A total of 220,500 ounces of the gold American Eagle coins were sold in January 2021. This is 267% higher than the amount sold in January 2020, which equated to just 60,000 ounces. January’s sales also marked the strongest month since April 2013.
In silver, there was a total of 4,775,000 ounces of silver American Eagle coins sold in January of this year compared to 3,846,000 ounces sold in January 2020. This is an increase of 24.15%, which marked the best January silver coins since 2017.
The U.S. Mint has been rationing the sales of its silver coins due to “continued exceptional market demand” and limited supply, Bloomberg quoted the U.S. Mint as saying on Tuesday.
January’s jump in sales coincided with an overwhelming demand coming from retail investors, who were looking to invest in the physical metal. Many precious metals dealers were reporting delays in ordering silver products over the past weekend amid record demand.
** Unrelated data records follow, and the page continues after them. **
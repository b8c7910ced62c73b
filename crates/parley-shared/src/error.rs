use thiserror::Error;

/// Reasons a compose-box draft is refused before anything is written.
#[derive(Error, Debug, Clone, PartialEq, Eq)]
pub enum DraftError {
    #[error("Message body is empty")]
    EmptyBody,
}
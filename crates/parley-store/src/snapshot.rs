//! Immutable point-in-time reads of the `chats` collection.

use std::sync::Arc;

use parley_shared::constants::FIELD_TIME;
use parley_shared::record::epoch_millis;
use parley_shared::MessageRecord;
use serde::{Deserialize, Serialize};
use serde_json::Value;
use uuid::Uuid;

/// Store-assigned document identifier.
#[derive(Debug, Clone, Copy, Serialize, Deserialize, PartialEq, Eq, Hash)]
#[serde(transparent)]
pub struct DocumentId(pub Uuid);

impl DocumentId {
    pub fn new() -> Self {
        Self(Uuid::new_v4())
    }
}

impl Default for DocumentId {
    fn default() -> Self {
        Self::new()
    }
}

impl std::fmt::Display for DocumentId {
    fn fmt(&self, f: &mut std::fmt::Formatter<'_>) -> std::fmt::Result {
        write!(f, "{}", self.0)
    }
}

/// A document as held by the store.
#[derive(Debug, Clone, Serialize, Deserialize, PartialEq)]
pub struct StoredDocument {
    pub id: DocumentId,
    pub data: Value,
}

impl StoredDocument {
    /// Ordering key; documents without a usable numeric `time` sort as 0.
    pub fn time(&self) -> i64 {
        self.data.get(FIELD_TIME).and_then(epoch_millis).unwrap_or(0)
    }

    pub fn record(&self) -> MessageRecord {
        MessageRecord::from_document(&self.data)
    }
}

/// Every document in the collection, ordered by `time` ascending.
///
/// Documents with equal times stay in insertion order. Cloning shares the
/// underlying list.
#[derive(Debug, Clone, Default)]
pub struct Snapshot {
    documents: Arc<[StoredDocument]>,
}

impl Snapshot {
    /// Build a snapshot from documents in insertion order.
    pub fn from_documents(mut documents: Vec<StoredDocument>) -> Self {
        documents.sort_by_key(StoredDocument::time);
        Self {
            documents: documents.into(),
        }
    }

    /// A new snapshot with `document` placed after every document whose time
    /// is not later than its own.
    pub fn with_document(&self, document: StoredDocument) -> Self {
        let time = document.time();
        let at = self.documents.partition_point(|d| d.time() <= time);

        let mut documents = Vec::with_capacity(self.documents.len() + 1);
        documents.extend_from_slice(&self.documents[..at]);
        documents.push(document);
        documents.extend_from_slice(&self.documents[at..]);

        Self {
            documents: documents.into(),
        }
    }

    pub fn documents(&self) -> &[StoredDocument] {
        &self.documents
    }

    /// Decode every document into a [`MessageRecord`].
    pub fn records(&self) -> Vec<MessageRecord> {
        self.documents.iter().map(StoredDocument::record).collect()
    }

    pub fn len(&self) -> usize {
        self.documents.len()
    }

    pub fn is_empty(&self) -> bool {
        self.documents.is_empty()
    }
}

#[cfg(test)]
mod tests {
    use super::*;
    use serde_json::json;

    fn doc(message: &str, time: i64) -> StoredDocument {
        StoredDocument {
            id: DocumentId::new(),
            data: json!({ "message": message, "time": time }),
        }
    }

    fn bodies(snapshot: &Snapshot) -> Vec<String> {
        snapshot.records().into_iter().map(|r| r.body).collect()
    }

    #[test]
    fn documents_are_ordered_by_time() {
        let snapshot = Snapshot::from_documents(vec![doc("c", 30), doc("a", 10), doc("b", 20)]);
        assert_eq!(bodies(&snapshot), vec!["a", "b", "c"]);
    }

    #[test]
    fn equal_times_keep_insertion_order() {
        let snapshot = Snapshot::from_documents(vec![doc("first", 5), doc("second", 5)])
            .with_document(doc("third", 5));
        assert_eq!(bodies(&snapshot), vec!["first", "second", "third"]);
    }

    #[test]
    fn with_document_inserts_in_time_position() {
        let before = Snapshot::from_documents(vec![doc("a", 10), doc("c", 30)]);
        let after = before.with_document(doc("b", 20));

        assert_eq!(bodies(&before), vec!["a", "c"]);
        assert_eq!(bodies(&after), vec!["a", "b", "c"]);
    }

    #[test]
    fn missing_time_sorts_first() {
        let untimed = StoredDocument {
            id: DocumentId::new(),
            data: json!({ "message": "untimed" }),
        };
        let snapshot = Snapshot::from_documents(vec![doc("timed", 1), untimed]);
        assert_eq!(bodies(&snapshot), vec!["untimed", "timed"]);
    }

    #[test]
    fn float_times_order_with_integer_times() {
        let float = StoredDocument {
            id: DocumentId::new(),
            data: json!({ "message": "float", "time": 20.0 }),
        };
        let snapshot = Snapshot::from_documents(vec![doc("late", 30), float, doc("early", 10)]);

        assert_eq!(snapshot.documents()[1].time(), 20);
        assert_eq!(bodies(&snapshot), vec!["early", "float", "late"]);
    }
}
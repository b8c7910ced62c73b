use thiserror::Error;

/// Errors produced by the store layer.
#[derive(Error, Debug, Clone, PartialEq, Eq)]
pub enum StoreError {
    /// The backend could not be reached or refused the request.
    #[error("Store unavailable: {0}")]
    Unavailable(String),

    /// Documents must be JSON objects.
    #[error("Invalid document: {0}")]
    InvalidDocument(String),
}

/// Convenience alias used throughout the crate.
pub type Result<T> = std::result::Result<T, StoreError>;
The U.S. Mint said on Tuesday that it had trouble meeting demand due to plant capacity issues and rising interest in precious metals in 2020 and through to January 2021.
Total sales of U.S. gold bullion coins were up 258% last year, while the sales of silver coins were up 28%, the U.S. Mint said in a statement. The surging demand is also spilling over into 2021 as well, the Mint added.
For 2021, the U.S. Mint said it has a limited window to produce gold and silver coins because redesigned coins are scheduled to be released in the summer. The Mint also said that it would be limiting the distribution of its gold, silver, and platinum coins to specific dealers because of higher demand and coronavirus-related logistical issues, Reuters reported citing the Mint’s statement.
“Retail demand has had a staggering start to the year,” said Standard Chartered precious metals analyst Suki Cooper. “Gold coin sales tend to be stronger during Democratic administrations rather than Republican.”
The situation for physical silver will be more complicated this year due to the attempted silver squeeze the market saw earlier this week.
Peter Hug, global trading director of Kitco Metals, said that the silver squeeze attempt has now “backfired” as bullion inventories have run dry as a result, and with premiums up and few physical products left to sell.
“Basically, this intent to try to squeeze the [silver] market was…absolutely silly, has now backfired, and now there’s no retail product in the market, and the premiums are right at March levels of last year,” he told Kitco News this week.
Premiums on physical silver products won’t normalize until the supply chain stabilizes, Hug added.
“Right now, the supply chain is probably four to eight weeks out, so how do you set your premiums without knowing what kind of volatility we’re looking at going forward, so what the dealers do is just jack the premiums up. They cover their positions in thousand-ounce bars because those are readily available, and then when the product comes in, they’ll swap their thousand-ounce bars for product because they will still get that product at distribution prices, and in the interim, they’ve covered their positions,” he said.